Though robotics are an aid, it is very much still a human procedure, say doctors.
And awe-inducing fun.
"It is," Cohen says, "like I'm flying around inside there."
The da Vinci system, a $1.6 million addition to LGH's arsenal, offers surgeons what The Jetsons, Star Wars and video games foretold.
"It's like a game," says Nonnie Estella, who will perform her first da Vinci surgeries (two hysterectomies) June 24. "A very sophisticated video game."
But patients are the real beneficiaries from the da Vinci, which takes traditional laparoscopic surgery into new territory. Recoveries are faster, with fewer complications, side effects, less blood loss and pain, thanks to the precision it offers surgeons. Incisions are the size of keyholes. It spares precious nerves and lessens scarring.
"For traditional kidney surgery, it would be like this," says Antelo, holding his fingers at least six inches apart on his side. "And that's a painful place to heal from an incision."
Now, everything is performed through five dime-sized holes.
Hospitals in Boston, Winchester, and Lahey Clinic in Burlington also have the da Vinci.
Surgeons say studies have shown the generation that grew up playing video games can be more proficient at wielding the controls. But Sangal, a women's health specialist who has been at Lowell General for 17 years, said she has "never played a video game in my life."
She says that when she stepped into the operating room June 2, "I had been waiting two years for that day. I always want to do things that are good for the patient, and this is so good for them. And I wanted to be the first to do this here.
"It is the ultimate. I am so excited about this. It's like you're sitting in the pelvis, which is a pretty small area. I can see the tiniest parts of the blood vessels. I can see out on both sides of where I am working, and since you are seeing things in 3-D, there's that depth. We call it going global."
She trained over the past 18 months in Boston, New York, New Jersey, "anywhere and any time I could."
"But I did this 100 times in my mind before I ever touched the patient."
She cites the patients benefits and adds, "it's only going to get better over time as we give the company feedback and they improve it further."
If a surgeon can work on a patient several feet away, why not a state or a continent away?
"There will come a time," says Sangal. "Right now, we're practically doing it in the next room, and I guess it depends how long the cord is.

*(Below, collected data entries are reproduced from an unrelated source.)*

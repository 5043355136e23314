use super::draw::{fill_rect, FrameTarget};

const GLYPH_WIDTH: i32 = 3;
const GLYPH_HEIGHT: i32 = 5;

type Glyph = [u8; GLYPH_HEIGHT as usize];

const BLANK: Glyph = [0, 0, 0, 0, 0];

/// Width in pixels of `text` drawn at `scale`.
pub(crate) fn text_width(text: &str, scale: i32) -> i32 {
    let chars = text.chars().count() as i32;
    if chars == 0 {
        return 0;
    }
    chars * (GLYPH_WIDTH + 1) * scale - scale
}

pub(crate) fn text_height(scale: i32) -> i32 {
    GLYPH_HEIGHT * scale
}

/// Draws `text` with its top-left corner at (`x`, `y`). Lowercase letters are
/// drawn as uppercase; characters outside the font draw as blanks.
pub(crate) fn draw_text(
    target: &mut FrameTarget<'_>,
    x: i32,
    y: i32,
    text: &str,
    scale: i32,
    color: [u8; 4],
) {
    let scale = scale.max(1);
    let mut cursor_x = x;
    for ch in text.chars() {
        let glyph = glyph_for(ch.to_ascii_uppercase()).unwrap_or(BLANK);
        for (row, bits) in glyph.iter().enumerate() {
            for col in 0..GLYPH_WIDTH {
                if bits & (1 << (GLYPH_WIDTH - 1 - col)) == 0 {
                    continue;
                }
                fill_rect(
                    target,
                    cursor_x + col * scale,
                    y + row as i32 * scale,
                    scale,
                    scale,
                    color,
                );
            }
        }
        cursor_x += (GLYPH_WIDTH + 1) * scale;
    }
}

fn glyph_for(ch: char) -> Option<Glyph> {
    let glyph = match ch {
        ' ' => BLANK,
        '0' => [0b111, 0b101, 0b101, 0b101, 0b111],
        '1' => [0b010, 0b110, 0b010, 0b010, 0b111],
        '2' => [0b111, 0b001, 0b111, 0b100, 0b111],
        '3' => [0b111, 0b001, 0b111, 0b001, 0b111],
        '4' => [0b101, 0b101, 0b111, 0b001, 0b001],
        '5' => [0b111, 0b100, 0b111, 0b001, 0b111],
        '6' => [0b111, 0b100, 0b111, 0b101, 0b111],
        '7' => [0b111, 0b001, 0b010, 0b010, 0b010],
        '8' => [0b111, 0b101, 0b111, 0b101, 0b111],
        '9' => [0b111, 0b101, 0b111, 0b001, 0b111],
        ':' => [0b000, 0b010, 0b000, 0b010, 0b000],
        '!' => [0b010, 0b010, 0b010, 0b000, 0b010],
        'A' => [0b010, 0b101, 0b111, 0b101, 0b101],
        'B' => [0b110, 0b101, 0b110, 0b101, 0b110],
        'C' => [0b111, 0b100, 0b100, 0b100, 0b111],
        'D' => [0b110, 0b101, 0b101, 0b101, 0b110],
        'E' => [0b111, 0b100, 0b110, 0b100, 0b111],
        'F' => [0b111, 0b100, 0b110, 0b100, 0b100],
        'G' => [0b111, 0b100, 0b101, 0b101, 0b111],
        'H' => [0b101, 0b101, 0b111, 0b101, 0b101],
        'I' => [0b111, 0b010, 0b010, 0b010, 0b111],
        'K' => [0b101, 0b101, 0b110, 0b101, 0b101],
        'L' => [0b100, 0b100, 0b100, 0b100, 0b111],
        'M' => [0b101, 0b111, 0b111, 0b101, 0b101],
        'N' => [0b101, 0b111, 0b111, 0b111, 0b101],
        'O' => [0b111, 0b101, 0b101, 0b101, 0b111],
        'P' => [0b110, 0b101, 0b110, 0b100, 0b100],
        'R' => [0b110, 0b101, 0b110, 0b101, 0b101],
        'S' => [0b111, 0b100, 0b111, 0b001, 0b111],
        'T' => [0b111, 0b010, 0b010, 0b010, 0b010],
        'U' => [0b101, 0b101, 0b101, 0b101, 0b111],
        'V' => [0b101, 0b101, 0b101, 0b101, 0b010],
        'W' => [0b101, 0b101, 0b111, 0b111, 0b101],
        'Y' => [0b101, 0b101, 0b010, 0b010, 0b010],
        _ => return None,
    };
    Some(glyph)
}

#[cfg(test)]
mod tests {
    use super::*;

    #[test]
    fn hud_strings_are_fully_covered_by_font() {
        for text in ["SCORE: 0123456789", "GAME OVER!", "CLICK OR PRESS SPACE TO PLAY AGAIN"] {
            for ch in text.chars() {
                assert!(glyph_for(ch).is_some(), "missing glyph {ch:?}");
            }
        }
    }

    #[test]
    fn text_width_accounts_for_spacing() {
        assert_eq!(text_width("", 3), 0);
        assert_eq!(text_width("A", 3), 9);
        assert_eq!(text_width("AB", 2), 14);
        assert_eq!(text_height(4), 20);
    }

    #[test]
    fn drawing_clips_at_frame_edges() {
        let mut frame = vec![0u8; 8 * 8 * 4];
        let mut target = FrameTarget::new(&mut frame, 8, 8);
        draw_text(&mut target, -5, 6, "8", 2, [255, 255, 255, 255]);
        draw_text(&mut target, 6, -3, "SCORE", 2, [255, 255, 255, 255]);
        assert!(frame.iter().any(|byte| *byte == 255));
    }
}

But psychologically, I still depend on being there with the patient. And that's a good thing, I guess."
"The way to think of it is as a means to an end," says Estella. "It allows you to do what you have to do, better."
"Minimally invasive surgery has been around for a number of years, nut this is different," says Antelo. "Traditional laparoscopic instruments have limitations." The clip-like pincers used to do the work are "straight, rigid." Like chopsticks. The fingernail-sized ones attached to the da Vinci can be rotated 360 degrees.
"The view we get with the magnification and the 3-D is a whole new thing. "Before, we were seeing what we thought we were seeing. And with the prostate, we're dealing with erectile function. With the magnification, we're able to identify tissue and nerves in a way that was previously impossible."
The machine arrived at the hospital on his birthday, April 29. Antelo says he's never received such an expensive birthday gift.
Jusczak says he experienced less pain than "having a tooth out."
"You know, my buddy had the same thing done a couple months ago the old-fashioned way," says Jusczak, who is headed on his traditional Fathers Day fishing trip tomorrow. "It took him four to six weeks just to get up and around the house. He was in the hospital seven days. He had a lot of pain. They gave me two prescriptions I never even had filled. I can't wait to catch up to him and tell him about mine."